# ashes in my garden?



## turkey track (Sep 18, 2008)

I have heard that people till ashes in with their garden soil. I have a lot of ashes from burning leaves last year, and this would be a convenient way to get rid of them. Any thoughts on whether this is a good idea? If so, are there any things I need to consider when doing this?


----------



## LumberJ (Mar 9, 2009)

It's my understanding that ash is good for the garden. I've been using the ash from my fireplace and it hasn't hurt anything.

Here's a link with some more information:
http://www.humeseeds.com/ashes.htm


----------



## Fishndude (Feb 22, 2003)

Burned wood ash is a good source of Potash, which is a vital nutrient for plants. Good stuff to add to your garden. Throw in some Nitrogen and Phosphorus, and you will have nice healthy plants.


----------



## jimbo (Dec 29, 2007)

i but my ashes from the fire place in the garden too.
ever think of mowing your leaves & just pile them up in your garden all winter? easy to till in the spring, but some of the leave don't fully break down before planting.
i've burned some leaves in there too. just don't burn anything like wood IN the garden because it'll get too hot & kill the soil (leaves don't burn hot)


----------



## diztortion (Sep 6, 2009)

Ash is good for plants. Sometimes people do controlled burns to help promote growth. In California, some pine trees don't release their seeds from the cones until they are burned. Just thought that was an interesting fact.


----------



## Rootsy (Nov 1, 2006)

Ash is alkaline in nature so adding too much can significantly lower your soil PH... 

you may want to avoid ash from such trees as walnut...


----------



## crb (Jan 27, 2010)

I am not an expert by any means, but I was watching a show on the discovery channel about the amazon. Scientist could not figure out how the Amazonians were able to farm in the acidic soil. What they found out was that for years and years the native people would spread the ashes from their fire pits into their fields. The scientists found fields that had ashes 10 feet deep


----------



## JackieTreeHorn (Sep 15, 2008)

Adding ash will most likely not make your soil more alkaline. If you know anything about changing the pH of soil, you will know that it takes tremendous effort to make a change. In fact, it is exponential.


----------



## Fabner1 (Jan 24, 2009)

Track,

Just don't put it where you are going to grow Potatoes because it will cause them to be scabby I have heard.

Fred


----------



## turkey track (Sep 18, 2008)

I appreciate all the comments. Like I said, I have a lot of ashes, and this will be a good way to use them up. Thanks.


----------



## Rootsy (Nov 1, 2006)

JackieTreeHorn said:


> Adding ash will most likely not make your soil more alkaline. If you know anything about changing the pH of soil, you will know that it takes tremendous effort to make a change. In fact, it is exponential.

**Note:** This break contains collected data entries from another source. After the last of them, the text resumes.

//! Bill-of-materials aggregation.
//!
//! Every physical part derives a [`BomKey`]; parts equal under the key
//! merge into one line with summed quantity and the union of their
//! designators. The graph renderer derives part info through the same
//! key functions, so diagram tooltips and the BOM table always agree.

use serde::{Deserialize, Serialize};
use std::collections::HashMap;

use crate::colors::ColorMode;
use crate::components::{Cable, CableCategory, Connector};
use crate::harness::Harness;

/// Grouping key: every comparison attribute except quantity and
/// designators.
#[derive(Debug, Clone, Default, PartialEq, Eq, Hash, Serialize)]
pub struct BomKey {
    pub description: String,
    pub unit: Option<String>,
    pub pn: Option<String>,
    pub manufacturer: Option<String>,
    pub mpn: Option<String>,
}

/// A manually declared BOM line, passed through aggregation unchanged
/// except for merging with equal-keyed lines.
#[derive(Debug, Clone, Default, PartialEq, Serialize, Deserialize)]
#[serde(default)]
pub struct BomItem {
    pub description: String,
    pub qty: Option<f64>,
    pub unit: Option<String>,
    pub designators: Vec<String>,
    pub pn: Option<String>,
    pub manufacturer: Option<String>,
    pub mpn: Option<String>,
}

/// One aggregated output row.
#[derive(Debug, Clone, PartialEq, Serialize)]
pub struct BomEntry {
    /// 1-based row number, assigned after sorting.
    pub id: usize,
    pub key: BomKey,
    pub qty: f64,
    /// Sorted, deduplicated designator list.
    pub designators: Vec<String>,
}

/// An unaggregated contribution from one harness entity.
#[derive(Debug, Clone)]
struct BomPart {
    key: BomKey,
    qty: f64,
    designators: Vec<String>,
}

fn push_field(description: &mut String, field: &Option<String>) {
    if let Some(value) = field {
        description.push_str(", ");
        description.push_str(value);
    }
}

/// Key for a connector part.
pub fn connector_key(connector: &Connector, mode: ColorMode) -> BomKey {
    let mut description = String::from("Connector");
    push_field(&mut description, &connector.ctype);
    push_field(&mut description, &connector.subtype);
    if connector.pincount() > 0 {
        description.push_str(&format!(", {} pins", connector.pincount()));
    }
    if let Some(color) = &connector.color {
        description.push_str(&format!(", {}", color.render(mode)));
    }
    BomKey {
        description,
        unit: None,
        pn: connector.pn.clone(),
        manufacturer: connector.manufacturer.clone(),
        mpn: connector.mpn.clone(),
    }
}

/// Key for a cable part. Type, construction, length, and colors all
/// participate in identity; quantity is a count of cables.
pub fn cable_key(cable: &Cable, mode: ColorMode) -> BomKey {
    let mut description = String::from(match cable.category {
        CableCategory::Cable => "Cable",
        CableCategory::Bundle => "Bundle",
    });
    push_field(&mut description, &cable.ctype);
    if cable.wirecount() > 0 {
        description.push_str(&format!(", {}", cable.wirecount()));
        if let Some(gauge) = cable.gauge {
            let unit = cable.gauge_unit.as_deref().unwrap_or("mm\u{b2}");
            description.push_str(&format!(" x {gauge} {unit}"));
        } else {
            description.push_str(" wires");
        }
    }
    if cable.shield {
        description.push_str(", shielded");
    }
    if let Some(length) = cable.length {
        description.push_str(&format!(", {length} m"));
    }
    if !cable.colors.is_empty() {
        let colors: Vec<String> = cable
            .colors
            .iter()
            .map(|color| color.render(mode))
            .collect();
        description.push_str(&format!(", {}", colors.join(":")));
    }
    BomKey {
        description,
        unit: None,
        pn: cable.pn.clone(),
        manufacturer: cable.manufacturer.clone(),
        mpn: cable.mpn.clone(),
    }
}

/// Key for one wire of a bundle, by 1-based wire index. Bundle wires
/// are bought by length, so the unit is meters.
pub fn bundle_wire_key(cable: &Cable, wire: usize, mode: ColorMode) -> BomKey {
    let mut description = String::from("Wire");
    if let Some(gauge) = cable.gauge {
        let unit = cable.gauge_unit.as_deref().unwrap_or("mm\u{b2}");
        description.push_str(&format!(", {gauge} {unit}"));
    }
    if let Some(color) = cable.wire_color(wire) {
        description.push_str(&format!(", {}", color.render(mode)));
    }
    BomKey {
        description,
        unit: Some("m".to_string()),
        pn: cable.pn.clone(),
        manufacturer: cable.manufacturer.clone(),
        mpn: cable.mpn.clone(),
    }
}

/// Walk the harness and produce the aggregated BOM.
pub(crate) fn generate(harness: &Harness) -> Vec<BomEntry> {
    let mode = harness.options.color_mode;
    let mut parts = Vec::new();

    for connector in harness.connectors() {
        parts.push(BomPart {
            key: connector_key(connector, mode),
            qty: 1.0,
            designators: vec![connector.name.clone()],
        });
    }

    for cable in harness.cables() {
        match cable.category {
            CableCategory::Cable => parts.push(BomPart {
                key: cable_key(cable, mode),
                qty: 1.0,
                designators: vec![cable.name.clone()],
            }),
            CableCategory::Bundle => {
                for wire in 1..=cable.wirecount() {
                    parts.push(BomPart {
                        key: bundle_wire_key(cable, wire, mode),
                        qty: cable.length.unwrap_or(1.0),
                        designators: vec![cable.name.clone()],
                    });
                }
            }
        }
    }

    for item in harness.additional_bom_items() {
        parts.push(BomPart {
            key: BomKey {
                description: item.description.clone(),
                unit: item.unit.clone(),
                pn: item.pn.clone(),
                manufacturer: item.manufacturer.clone(),
                mpn: item.mpn.clone(),
            },
            qty: item.qty.unwrap_or(1.0),
            designators: item.designators.clone(),
        });
    }

    aggregate(parts)
}

fn aggregate(parts: Vec<BomPart>) -> Vec<BomEntry> {
    let mut groups: Vec<BomPart> = Vec::new();
    let mut index: HashMap<BomKey, usize> = HashMap::new();

    for part in parts {
        match index.get(&part.key) {
            Some(&position) => {
                let group = &mut groups[position];
                group.qty += part.qty;
                group.designators.extend(part.designators);
            }
            None => {
                index.insert(part.key.clone(), groups.len());
                groups.push(part);
            }
        }
    }

    groups.sort_by(|a, b| a.key.description.cmp(&b.key.description));

    groups
        .into_iter()
        .enumerate()
        .map(|(position, mut group)| {
            group.designators.sort();
            group.designators.dedup();
            BomEntry {
                id: position + 1,
                key: group.key,
                qty: group.qty,
                designators: group.designators,
            }
        })
        .collect()
}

increasing alkalinity = raising PH... I said lower which was a foot in mouth moment... Knew what I meant... fingers didn't cooperate... 

What Purdue has to say...

http://www.hort.purdue.edu/ext/woodash.html


----------



## Backwoods-Savage (Aug 28, 2005)

Ashes are a poor man's lime.

Spread the ashes on the garden.....just spread them thin. If you just dump some ashes, then do not expect anything to grow there this year. They must be spread thin.

btw, we've burned wood for over 50 years and have always spread ashes in the garden. We do not spread them through the winter though. We keep them in a barrel or two and then spread just before doing some tilling in the spring. It works nice.


On the scabby potatoes, too much manure will cause the scabs but we've never experienced it with ashes.


----------



## fasthunter (Sep 15, 2006)

Ash is good. I like to add some epsom salts to my garden as well. It's magnesium sulfate and plants like both of the ingredients in it when it breaks down. The results almost show over night too. My pepper plants get huge and very green with it. Doesn't hurt em like to much nitrogen either.


----------